With the financial backing of several supporters, Holbrook in 1837 tried to establish a Lyceum Village in Berea, Ohio. This enterprise failed after a few years, and Holbrook was not able to get past the planning stage for a similar village he hoped to set up in New York State. Holbrook moved his family to New York City in 1842, and served as executive secretary of the American Lyceum Association. This group arranged lecture courses and provided scientific materials to schools and lyceums.

Throughout his career Holbrook wrote numerous articles, pamphlets, and books on geology, education, and lyceums. By 1837 he was envisioning a universal lyceum system that would provide statistics on all parts of the earth. His ideas appeared in the First Quarterly Report of the Universal Lyceum in September 1837 and in a small magazine called The Self Instructor and Journal of the Universal Lyceum published in 1842.

He moved to Washington, D.C., in 1849, hoping to make the capital the national center of the lyceum movement. This did not materialize, but he continued to plan and work for the movement up until his unexpected death by drowning at the age of about sixty-six in the Blackwater Creek, while on a mineral and plant species collection excursion in Lynchburg, Virginia.

Josiah Holbrook was the originator of the American lyceum and was one of the pioneers in American adult education. A dedicated educator, he helped popularize scientific knowledge and promoted the study of geology by adult groups.

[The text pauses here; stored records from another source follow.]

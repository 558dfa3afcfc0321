//! CHANNEL_CREATE / CHANNEL_UPDATE / CHANNEL_DELETE

use chat_core::{Channel, ChannelType, EntityKey, EntityKind, Event, StoreExt};
use serde_json::Value;

use super::{id, Dispatcher, HandlerResult};

impl Dispatcher {
    pub(super) fn channel_create(&self, data: &Value) -> HandlerResult<()> {
        let channel = Channel::from_json(data, None)?;
        match channel.channel_type {
            ChannelType::GuildText | ChannelType::GuildVoice | ChannelType::GuildCategory => {
                let guild_id = id(data, "guild_id")?;
                if !self.guild_known(guild_id) {
                    return Ok(());
                }
                self.store.put(channel.clone().into());
                self.publish(Event::ChannelCreate { channel });
            }
            ChannelType::Dm => {
                // Only track DMs with users already seen elsewhere
                let Some(recipient) = channel.recipient_id else {
                    return Ok(());
                };
                if self.store.user(recipient).is_some() {
                    self.store.put(channel.clone().into());
                    self.publish(Event::ChannelCreate { channel });
                }
            }
            ChannelType::GroupDm => {}
        }
        Ok(())
    }

    pub(super) fn channel_update(&self, data: &Value) -> HandlerResult<()> {
        let channel_id = id(data, "id")?;
        if let Some(cached) = self.store.channel(channel_id) {
            if cached.is_guild_channel() {
                self.refresh::<Channel>(EntityKey::Channel(channel_id), data);
            }
        }
        Ok(())
    }

    pub(super) fn channel_delete(&self, data: &Value) -> HandlerResult<()> {
        let channel_id = id(data, "id")?;
        let key = EntityKey::Channel(channel_id);
        let Some(channel) = self.store.channel(channel_id) else {
            return Ok(());
        };
        if !channel.is_guild_channel() {
            return Ok(());
        }

        for message in self.store.children(EntityKind::Message, key) {
            self.store.remove(&message.key());
        }
        self.store.remove(&key);
        self.publish(Event::ChannelDelete {
            channel_id,
            guild_id: channel.guild_id,
        });
        Ok(())
    }
}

Josiah Holbrook’s works include The American Lyceum; or Society for the Improvement of Schools and Diffusion of Useful Knowledge (1829); Easy Lessons in Geometry (1829); First Lessons in Geology (1833); Familiar Treatise on the Fine Arts, Painting, Sculpture, and Music (1833); First Lessons in Geometry (1833); Penny Tracts for Children (1833); Apparatus for Schools, Academies, and Lyceums (183?); and Agricultural Geology (1851). There is no full-length biography of Holbrook. His life and career must be pieced together from various sources. The best modern sketches are to be found in Biographical Dictionary of American Educators and The Dictionary of American Biography (1932). Also useful are C. B. Hayes, The American Lyceum: Its History and Contribution to Education (1932); H. C. Gratten, American Ideas about Adult Education, 1790-1951 (1959); and C. Bode, The American Lyceum: Town Meeting of the Mind (1965).